Polak z Kanady dzwoni do swego przyjaciela w USA i informuje go o wymaganiach.
Student-Polak z USA dzwoni do polskiego konsulatu z zapytaniem o formalnosci
i koszta zwiazane z wyrabianiem polskiego paszportu, bo takiego nie posiada,
a chcialby jechac na wakacje do Polski. Wlasnie sie dowiedzial, ze Polacy moga
przekraczac granice Polska wylacznie na polski paszport. Konsul dlugo
przekonywal polskiego studenta, ze on nic absoloutnie nie potrzebuje. Moze jechac
do Polski tak, jak to robil w zeszle wakacje - amerykanski paszport w kieszen
i w droge. Absolutnie ne potrzebuje polskiego paszportu, ani zadnego
zaswiadczenia.
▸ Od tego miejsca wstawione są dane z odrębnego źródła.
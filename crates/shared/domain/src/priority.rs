use serde::Serialize;
use std::fmt;

/// Urgency attached to locations, borders, corridors and alert categories.
///
/// Variants are declared from least to most urgent so the derived ordering reads
/// naturally: `Priority::Critical > Priority::High > Priority::Medium`.
#[derive(Debug, Clone, Copy, PartialEq, Eq, PartialOrd, Ord, Hash, Serialize)]
#[serde(rename_all = "lowercase")]
pub enum Priority {
    Medium,
    High,
    Critical,
}

impl Priority {
    /// All levels, most urgent first.
    pub const ALL: [Self; 3] = [Self::Critical, Self::High, Self::Medium];

    #[must_use]
    pub const fn as_str(self) -> &'static str {
        match self {
            Self::Critical => "critical",
            Self::High => "high",
            Self::Medium => "medium",
        }
    }

    /// Parses a priority label, ignoring case and surrounding whitespace.
    #[must_use]
    pub fn from_label(label: &str) -> Option<Self> {
        let label = label.trim();
        Self::ALL.into_iter().find(|p| p.as_str().eq_ignore_ascii_case(label))
    }
}

impl fmt::Display for Priority {
    fn fmt(&self, f: &mut fmt::Formatter<'_>) -> fmt::Result {
        f.write_str(self.as_str())
    }
}
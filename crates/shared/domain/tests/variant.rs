use serde_json::Value;
use wmon_domain::alerts::{AlertPriorityTaxonomy, AlertSettings};
use wmon_domain::features::FeatureSet;
use wmon_domain::feed::{FeedDescriptor, FeedKind};
use wmon_domain::geo::{MapView, RegionBounds};
use wmon_domain::panels::PanelVisibility;
use wmon_domain::region::{CountryGroups, RegionCatalog};
use wmon_domain::registry::VariantRegistry;
use wmon_domain::variant::{FeedSettings, FilterSettings, MapSettings, VariantDescriptor};

const fn feed(name: &'static str, tier: u8) -> FeedDescriptor {
    FeedDescriptor { url: "https://example.org/rss", name, tier, kind: FeedKind::News, region: "Test" }
}

static FEEDS: [FeedDescriptor; 5] =
    [feed("c", 3), feed("a", 2), feed("b", 1), feed("pinned", 3), feed("d", 2)];

fn mentions_test(primary: &str, secondary: &str) -> bool {
    primary.contains("test") || secondary.contains("test")
}

fn in_unit_box(lat: f64, lon: f64) -> bool {
    TEST_VARIANT.region.bounds.contains(lat, lon)
}

static TEST_VARIANT: VariantDescriptor = VariantDescriptor {
    name: "test",
    display_name: "Test Monitor",
    description: "Fixture",
    map: MapSettings {
        default_view: MapView { latitude: 0.5, longitude: 0.5, zoom: 5.0, pitch: 0.0, bearing: 0.0 },
        restrict_to_bounds: true,
        default_layers: &["conflicts"],
    },
    feeds: FeedSettings { sources: &FEEDS, filter: mentions_test, priority_sources: &["pinned"] },
    panels: PanelVisibility { enabled: &["map"], disabled: &["nato-tracker"] },
    filters: FilterSettings {
        geographic: in_unit_box,
        content: mentions_test,
        show_global_events: true,
        show_regional_events: true,
        show_local_events: false,
    },
    alerts: AlertSettings {
        enable_border_alerts: true,
        enable_economic_alerts: false,
        enable_security_alerts: true,
        enable_weather_alerts: false,
        custom_keywords: &["summit"],
    },
    context_countries: &["Nowhere"],
    features: FeatureSet::BORDER_MONITOR,
    region: RegionCatalog {
        bounds: RegionBounds { north: 1.0, south: 0.0, east: 1.0, west: 0.0 },
        monitored_countries: &["Nowhere"],
        country_groups: CountryGroups { neighbors: &[], powers: &[], asean: &[], economic_partners: &[] },
        keywords: &["test"],
        context_keywords: &["trade"],
        strategic_locations: &[],
        borders: &[],
        corridors: &[],
        alert_priorities: AlertPriorityTaxonomy { critical: &[], high: &[], medium: &[] },
    },
};

static REGISTRY: VariantRegistry = VariantRegistry::new(&[&TEST_VARIANT]);

#[test]
fn prioritized_feeds_put_pinned_first_then_tier() {
    let names: Vec<_> = TEST_VARIANT.prioritized_feeds().iter().map(|f| f.name).collect();
    assert_eq!(names, ["pinned", "b", "a", "d", "c"]);
}

#[test]
fn filters_dispatch_through_function_references() {
    assert!(TEST_VARIANT.is_relevant("a test headline", ""));
    assert!(!TEST_VARIANT.is_relevant("nothing", "here"));
    assert!(TEST_VARIANT.is_in_region(1.0, 0.0));
    assert!(!TEST_VARIANT.is_in_region(2.0, 0.0));
}

#[test]
fn with_features_replaces_flags() {
    let variant = TEST_VARIANT.with_features(FeatureSet::ASEAN_NEWS | FeatureSet::MEKONG_MONITOR);
    assert!(variant.features.contains(FeatureSet::ASEAN_NEWS));
    assert!(!variant.features.contains(FeatureSet::BORDER_MONITOR));
    assert_eq!(TEST_VARIANT.features, FeatureSet::BORDER_MONITOR);
}

#[test]
fn registry_lookup_is_case_insensitive() {
    assert_eq!(REGISTRY.iter().count(), 1);
    assert_eq!(REGISTRY.get("TEST").map(|v| v.name), Some("test"));
    assert!(REGISTRY.get("other").is_none());
    assert_eq!(REGISTRY.default_variant().map(|v| v.display_name), Some("Test Monitor"));
    assert_eq!(REGISTRY.names().collect::<Vec<_>>(), ["test"]);
}

#[test]
fn serialized_descriptor_uses_host_field_names() {
    let value = serde_json::to_value(TEST_VARIANT).expect("serialize");

    assert_eq!(value["displayName"], "Test Monitor");
    assert_eq!(value["map"]["defaultView"]["zoom"], 5.0);
    assert_eq!(value["feeds"]["sources"][0]["type"], "news");
    assert_eq!(value["features"]["showBorderMonitor"], true);
    assert_eq!(value["features"]["showCryptoMarkets"], false);
    assert_eq!(value["filters"]["showLocalEvents"], false);
    assert!(value["filters"].get("content").is_none(), "function references are skipped");
    assert!(matches!(value["region"]["monitoredCountries"], Value::Array(_)));
}

#[test]
fn feature_set_deserializes_from_flag_map() {
    let set: FeatureSet =
        serde_json::from_str(r#"{"showASEANNews": true, "show_middle_east": true, "showNATOTracker": false}"#)
            .expect("flags");
    assert_eq!(set, FeatureSet::ASEAN_NEWS | FeatureSet::MIDDLE_EAST);

    let err = serde_json::from_str::<FeatureSet>(r#"{"showWeather": true}"#).unwrap_err();
    assert!(err.to_string().contains("unknown feature flag"));
}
Wogole nie ma potrzeby przychodzenia do konsulatu, bo
nie potrzebuje
nawet wizy w paszporcie amerykanskim.
Polski student z Kanady jest bardzo rozczarowany i rozgoryczony istniejaca
sytuacja. Jego kolega Kanadyjczyk moze sobie pojsc do konsulatu i za oplate
rowna cenie jednego zaswiadczenia z konsulatu dostanie wize do Polski. Jego
kolega ze Stanow nie potrzebuje NIC, a jemu stawia sie tyle wymagan. Bardzo
by chcial pojechac do Polski w te wakacje. Tak dawno o nich marzyl i czekal
na ten wyjazd, zeby moc ponownie odwiedzic wielu swych nowych przyjaciol
w Polsce. Niestety w to lato pojedzie ze swym kanadyjskim kolega pojezdzic
po innych krajach europejskich. Z kilkoma swymi kolegami z Polski spotkaja
sie w Niemczech albo w Czechach. Sa w trakcie omawiania szczegolow.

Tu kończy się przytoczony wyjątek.